From the material that follows, count the lines with the word "keep" in them. Reply with the number only.

SUPPLIED DATA section start

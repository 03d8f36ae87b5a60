//! End-to-end tests for declaratively compiled workflows

use agentflow_core::{
    start_run, tags, AgentProvider, AgentUpdate, AgentUpdateStream, ChatMessage,
    CheckpointPolicy, CheckpointStore, DeclarativeCompiler, InMemoryCheckpointStore,
    InvokeRequest, ListMessagesQuery, MessageStream, Result, RunOptions, TypedPayload,
    WorkflowError,
};
use async_trait::async_trait;
use serde_json::{json, Value};
use std::sync::Arc;

async fn run_to_output(yaml: &str, input: Value) -> Option<TypedPayload> {
    let workflow = DeclarativeCompiler::new().compile_str(yaml).unwrap();
    let mut handle = start_run(
        workflow,
        TypedPayload::new(tags::FLOW_TOKEN, input),
        RunOptions::default(),
    )
    .unwrap();
    handle.run_to_completion().await.unwrap()
}

/// Scenario: loop-each with break; acc accumulates 1+2+3 and breaks
/// before 4
#[tokio::test]
async fn test_loop_each_with_break() {
    let output = run_to_output(
        r#"
id: accumulate
inputs:
  items: list
actions:
  - kind: set_variable
    id: init
    variable: topic.acc
    value: 0
  - kind: loop_each
    id: loop1
    items: "=topic.items"
    item_variable: topic.item
    body:
      - kind: set_variable
        id: add
        variable: topic.acc
        value: "=topic.acc + topic.item"
      - kind: condition
        id: check
        condition: "=topic.acc > 3"
        then:
          - kind: break_loop
            id: stop
  - kind: end_conversation
    id: done
    value: "=topic.acc"
"#,
        json!({"items": [1, 2, 3, 4]}),
    )
    .await
    .unwrap();

    assert_eq!(output.type_tag, tags::CONTROL_END_CONVERSATION);
    assert_eq!(output.value, json!(6));
}

/// Scenario: switch with default; the "fr" case runs, others do not
#[tokio::test]
async fn test_switch_routes_first_matching_case() {
    let yaml = r#"
id: router
inputs:
  lang: string
actions:
  - kind: switch
    id: route
    cases:
      - condition: "=topic.lang == 'en'"
        actions:
          - kind: set_variable
            id: english
            variable: topic.result
            value: A
      - condition: "=topic.lang == 'fr'"
        actions:
          - kind: set_variable
            id: french
            variable: topic.result
            value: B
    default:
      - kind: set_variable
        id: fallback
        variable: topic.result
        value: D
  - kind: end_conversation
    id: done
    value: "=topic.result"
"#;

    let fr = run_to_output(yaml, json!({"lang": "fr"})).await.unwrap();
    assert_eq!(fr.value, json!("B"));

    let en = run_to_output(yaml, json!({"lang": "en"})).await.unwrap();
    assert_eq!(en.value, json!("A"));

    let other = run_to_output(yaml, json!({"lang": "de"})).await.unwrap();
    assert_eq!(other.value, json!("D"));
}

#[tokio::test]
async fn test_continue_skips_rest_of_iteration() {
    // Sum only the odd numbers.
    let output = run_to_output(
        r#"
id: odd-sum
inputs:
  items: list
actions:
  - kind: set_variable
    id: init
    variable: topic.acc
    value: 0
  - kind: loop_each
    id: loop1
    items: "=topic.items"
    item_variable: topic.item
    body:
      - kind: condition
        id: even_check
        condition: "=topic.item % 2 == 0"
        then:
          - kind: continue_loop
            id: skip
      - kind: set_variable
        id: add
        variable: topic.acc
        value: "=topic.acc + topic.item"
  - kind: end_conversation
    id: done
    value: "=topic.acc"
"#,
        json!({"items": [1, 2, 3, 4, 5]}),
    )
    .await
    .unwrap();

    assert_eq!(output.value, json!(9));
}

#[tokio::test]
async fn test_goto_jumps_over_actions() {
    let output = run_to_output(
        r#"
id: jumper
actions:
  - kind: set_variable
    id: first
    variable: topic.first
    value: 1
  - kind: condition
    id: decide
    condition: "=topic.first == 1"
    then:
      - kind: goto
        id: jump
        target: finish
    else:
      - kind: set_variable
        id: skipped
        variable: topic.skipped
        value: true
  - kind: end_conversation
    id: finish
    value: "=IsBlank(topic.skipped) && topic.first == 1"
"#,
        json!({}),
    )
    .await
    .unwrap();

    assert_eq!(output.value, json!(true));
}

#[tokio::test]
async fn test_edit_table_and_len() {
    let output = run_to_output(
        r#"
id: tables
actions:
  - kind: edit_table
    id: add1
    variable: topic.orders
    operation:
      op: add_row
      value: "=UserMessage()"
  - kind: edit_table
    id: add2
    variable: topic.orders
    operation:
      op: add_row
      value: second
  - kind: edit_table
    id: drop1
    variable: topic.orders
    operation:
      op: remove_row
      index: 0
  - kind: end_conversation
    id: done
    value: "=Len(topic.orders)"
"#,
        json!({}),
    )
    .await
    .unwrap();

    assert_eq!(output.value, json!(1));
}

#[tokio::test]
async fn test_clear_all_variables() {
    let output = run_to_output(
        r#"
id: clearer
inputs:
  keep: string
actions:
  - kind: clear_all_variables
    id: wipe
  - kind: end_conversation
    id: done
    value: "=IsBlank(topic.keep)"
"#,
        json!({"keep": "something"}),
    )
    .await
    .unwrap();

    assert_eq!(output.value, json!(true));
}

#[tokio::test]
async fn test_parse_value_coerces_number() {
    let output = run_to_output(
        r#"
id: parser
inputs:
  raw: string
actions:
  - kind: parse_value
    id: parse
    variable: topic.count
    value: "=topic.raw"
    value_type: number
  - kind: end_conversation
    id: done
    value: "=topic.count + 1"
"#,
        json!({"raw": "41"}),
    )
    .await
    .unwrap();

    assert_eq!(output.value, json!(42));
}

#[tokio::test]
async fn test_send_activity_appends_to_conversation() {
    let store = Arc::new(InMemoryCheckpointStore::new());
    let workflow = DeclarativeCompiler::new()
        .compile_str(
            r#"
id: greeter
actions:
  - kind: send_activity
    id: greet
    message: "='hello ' & UserMessage()"
"#,
        )
        .unwrap();

    let options = RunOptions::default()
        .with_checkpoint_policy(CheckpointPolicy::EveryStep)
        .with_checkpoint_store(store.clone());
    let mut handle = start_run(
        workflow,
        TypedPayload::new(tags::FLOW_TOKEN, json!("ada")),
        options,
    )
    .unwrap();
    handle.run_to_completion().await.unwrap();

    let index = store.retrieve_index(handle.run_id(), None).await.unwrap();
    let last = store
        .retrieve(handle.run_id(), &index.last().unwrap().id)
        .await
        .unwrap();
    let history = agentflow_core::messages::messages_from_tagged_value(
        last.scopes.get("conversation/history"),
    );
    assert_eq!(history.len(), 1);
    assert_eq!(history[0].text(), "hello ada");
}

struct EchoProvider;

#[async_trait]
impl AgentProvider for EchoProvider {
    async fn create_conversation(&self) -> Result<String> {
        Ok("conv-echo".to_string())
    }

    async fn append_message(&self, _conversation_id: &str, _message: ChatMessage) -> Result<()> {
        Ok(())
    }

    async fn invoke(&self, _request: InvokeRequest) -> Result<AgentUpdateStream> {
        Ok(Box::pin(futures::stream::iter(vec![Ok(
            AgentUpdate::Message {
                message: ChatMessage::assistant("echo: hi"),
            },
        )])))
    }

    async fn get_message(&self, _conversation_id: &str, _message_id: &str) -> Result<ChatMessage> {
        Err(WorkflowError::AgentProvider("not recorded".to_string()))
    }

    async fn list_messages(
        &self,
        _conversation_id: &str,
        _query: ListMessagesQuery,
    ) -> Result<MessageStream> {
        Ok(Box::pin(futures::stream::iter(Vec::<
            Result<ChatMessage>,
        >::new())))
    }
}

#[tokio::test]
async fn test_invoke_agent_binds_reply_to_variable() {
    let workflow = DeclarativeCompiler::new()
        .with_agent_provider(Arc::new(EchoProvider))
        .compile_str(
            r#"
id: ask
actions:
  - kind: invoke_agent
    id: consult
    agent: echo
    input: "hi"
    output_variable: topic.reply
  - kind: end_conversation
    id: done
    value: "=topic.reply"
"#,
        )
        .unwrap();

    let mut handle = start_run(
        workflow,
        TypedPayload::new(tags::FLOW_TOKEN, json!({})),
        RunOptions::default(),
    )
    .unwrap();
    let output = handle.run_to_completion().await.unwrap().unwrap();
    assert_eq!(output.value, json!("echo: hi"));
}

#[tokio::test]
async fn test_input_defaults_apply_when_absent() {
    let output = run_to_output(
        r#"
id: defaults
inputs:
  greeting:
    type: string
    default: hello
actions:
  - kind: end_conversation
    id: done
    value: "=topic.greeting"
"#,
        json!({}),
    )
    .await
    .unwrap();

    assert_eq!(output.value, json!("hello"));
}
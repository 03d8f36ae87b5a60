//! # agentflow-core - Declarative Multi-Agent Workflow Engine
//!
//! A graph-executed, message-passing runtime that orchestrates AI agents
//! and ordinary compute units ("executors") through typed edges, with
//! deterministic replay, checkpointing and human-in-the-loop suspension.
//!
//! ## Overview
//!
//! `agentflow-core` provides:
//!
//! - **Typed message routing** - envelopes carry a type tag; dispatch and
//!   edge compatibility are validated at build time
//! - **Super-step scheduling** - turn-by-turn execution with atomic
//!   boundary commits, deterministic given identical inputs
//! - **Fan-out / fan-in / switch edges** - delivery disciplines executed
//!   by dedicated runners with cohort-correlated joins
//! - **Scoped shared state** - `topic`, `conversation` and `system`
//!   scopes with read-snapshot / commit-at-boundary semantics
//! - **Checkpoint & restore** - every runtime datum round-trips through a
//!   pluggable store ([`agentflow_checkpoint`])
//! - **Human-in-the-loop** - external-input requests suspend the run;
//!   validated responses resume it
//! - **Agent adapter** - any [`AgentProvider`] becomes an engine node
//! - **Declarative YAML** - action documents compile to the same graphs
//!   the programmatic builder produces, with a pure expression evaluator
//!
//! ## Core Concepts
//!
//! ### 1. Workflow - immutable graph
//!
//! A [`Workflow`] holds executor bindings by id plus ordered edge groups.
//! It is built once by [`WorkflowBuilder`] (or the
//! [`DeclarativeCompiler`]) and shared by every run over it.
//!
//! ### 2. Super-steps
//!
//! The scheduler drains all queued envelopes, invokes handlers (in
//! parallel across executors when configured), then commits scope writes,
//! executor state and routed messages atomically. Reads within a
//! super-step always observe the pre-step snapshot.
//!
//! ### 3. Runs and suspension
//!
//! [`start_run`] spawns the scheduler and returns a [`RunHandle`]. A
//! handler may publish an external-input request; the run then suspends
//! in `AwaitingInput` until [`RunHandle::resume_with`] supplies a
//! matching response. Mismatched responses are rejected without
//! advancing state.
//!
//! ### 4. Checkpointing
//!
//! At any super-step boundary the scheduler can capture the complete run
//! state - scopes, executor state blobs, queued inboxes, fan-in buffers
//! and pending requests - and restore it later with identical subsequent
//! behavior.
//!
//! ## Quick Start
//!
//! ```rust,ignore
//! use agentflow_core::{
//!     builder::WorkflowBuilder, envelope::TypedPayload, run::start_run,
//!     scheduler::RunOptions,
//! };
//! use serde_json::json;
//!
//! let workflow = WorkflowBuilder::new("pipeline")
//!     .add_executor(double)      // accepts "i64", emits "i64"
//!     .add_executor(stringify)   // accepts "i64", emits "text"
//!     .with_start("double")
//!     .add_edge("double", "stringify")
//!     .build()?;
//!
//! let mut handle = start_run(
//!     workflow,
//!     TypedPayload::new("i64", json!(5)),
//!     RunOptions::default(),
//! )?;
//! let output = handle.run_to_completion().await?;
//! ```
//!
//! ## Module Organization
//!
//! ### Core APIs
//! - [`builder`] - [`WorkflowBuilder`] and graph validation
//! - [`run`] - [`start_run`], [`restore_run`], [`RunHandle`]
//! - [`scheduler`] - super-step loop, [`RunOptions`], policies
//! - [`workflow`] - immutable graph model
//!
//! ### Messaging
//! - [`envelope`] - envelopes, payloads, type tags
//! - [`edges`] - direct / fan-out / fan-in / switch runners
//! - [`executor`] - the [`Executor`] trait and handler context
//!
//! ### State
//! - [`scopes`] - scoped shared state with boundary commits
//! - [`messages`] - chat messages, message lists, tabular records
//!
//! ### Interaction
//! - [`external`] - human-in-the-loop request/response contract
//! - [`agent`] - [`AgentProvider`] capability and executor adapter
//! - [`events`] - run lifecycle and diagnostic events
//!
//! ### Declarative
//! - [`declarative`] - YAML schema, compiler and action executors
//! - [`expr`] - the `=`-sigil expression evaluator

pub mod agent;
pub mod builder;
pub mod declarative;
pub mod edges;
pub mod envelope;
pub mod error;
pub mod events;
pub mod executor;
pub mod expr;
pub mod external;
pub mod messages;
pub mod run;
pub mod scheduler;
pub mod scopes;
pub mod workflow;

// Re-export main types
pub use agent::{
    AgentExecutor, AgentProvider, AgentUpdate, AgentUpdateStream, InvokeRequest,
    ListMessagesQuery, MessageStream,
};
pub use builder::WorkflowBuilder;
pub use declarative::{DeclarativeCompiler, WorkflowDoc};
pub use edges::{DeliveryObservation, DeliveryStatus};
pub use envelope::{tags, DeliveryId, EdgeId, Envelope, ExecutorId, TypeTag, TypedPayload};
pub use error::{BuildError, CompileError, Result, WorkflowError};
pub use events::{DiagnosticEvent, RunEvent, RunFailure};
pub use executor::{Executor, ExecutorContext};
pub use expr::{CompiledValue, Expr, ExprError};
pub use external::{ExternalInputRequest, ExternalInputResponse};
pub use messages::{ChatMessage, ContentPart, MessageRole, TableRecord};
pub use run::{restore_run, start_run, EventStream, RunHandle};
pub use scheduler::{
    CheckpointPolicy, ErrorPolicy, InboxBound, OverflowPolicy, RunOptions, RunStatus,
};
pub use scopes::{ScopeConflict, ScopeKind, ScopeState, ScopeWrite, ValueKind};
pub use workflow::{EdgeGroup, EdgeKind, ExecutorBinding, Predicate, SwitchCase, Workflow};

pub use agentflow_checkpoint::{
    CheckpointId, CheckpointStore, InMemoryCheckpointStore, RunCheckpoint, WireMarshaller,
};
#[async_trait]
impl Executor for InvokeAgentExecutor {
    fn kind(&self) -> &str {
        "invoke_agent"
    }

    async fn handle(&mut self, payload: TypedPayload, ctx: &mut ExecutorContext) -> Result<()> {
        let inner_payload = match payload.type_tag.as_str() {
            tags::EXTERNAL_RESPONSE | tags::CHAT_MESSAGE => payload,
            _ => {
                let text = match &self.input {
                    Some(input) => to_display_string(&eval(input, ctx)?),
                    None => to_display_string(
                        &ctx.read_scope(ScopeKind::System, "user_message")
                            .unwrap_or(Value::Null),
                    ),
                };
                TypedPayload::of(tags::CHAT_MESSAGE, &ChatMessage::user(text))?
            }
        };

        self.inner.handle(inner_payload, ctx).await?;

        // The adapter emits the assistant reply as a chat message; rewrite
        // it into the variable assignment plus the flow token. When the
        // adapter suspended instead, there is nothing to rewrite.
        let reply_position = ctx
            .effects
            .emitted
            .iter()
            .position(|m| m.payload.type_tag == tags::CHAT_MESSAGE);
        if let Some(position) = reply_position {
            let reply = ctx.effects.emitted.remove(position);
            if let Some(output) = &self.output {
                let text = ChatMessage::from_tagged_value(&reply.payload.value)
                    .map(|m| m.text())
                    .unwrap_or_default();
                write_variable(ctx, output, json!(text))?;
            }
            if self.emits {
                ctx.emit(flow_token());
            }
        }
        Ok(())
    }

    fn snapshot_state(&self) -> Option<Value> {
        self.inner.snapshot_state()
    }

    fn on_restore(&mut self, blob: Value) -> Result<()> {
        self.inner.on_restore(blob)
    }
}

SUPPLIED DATA section end

- **RESULT FOR THIS EXERCISE**
3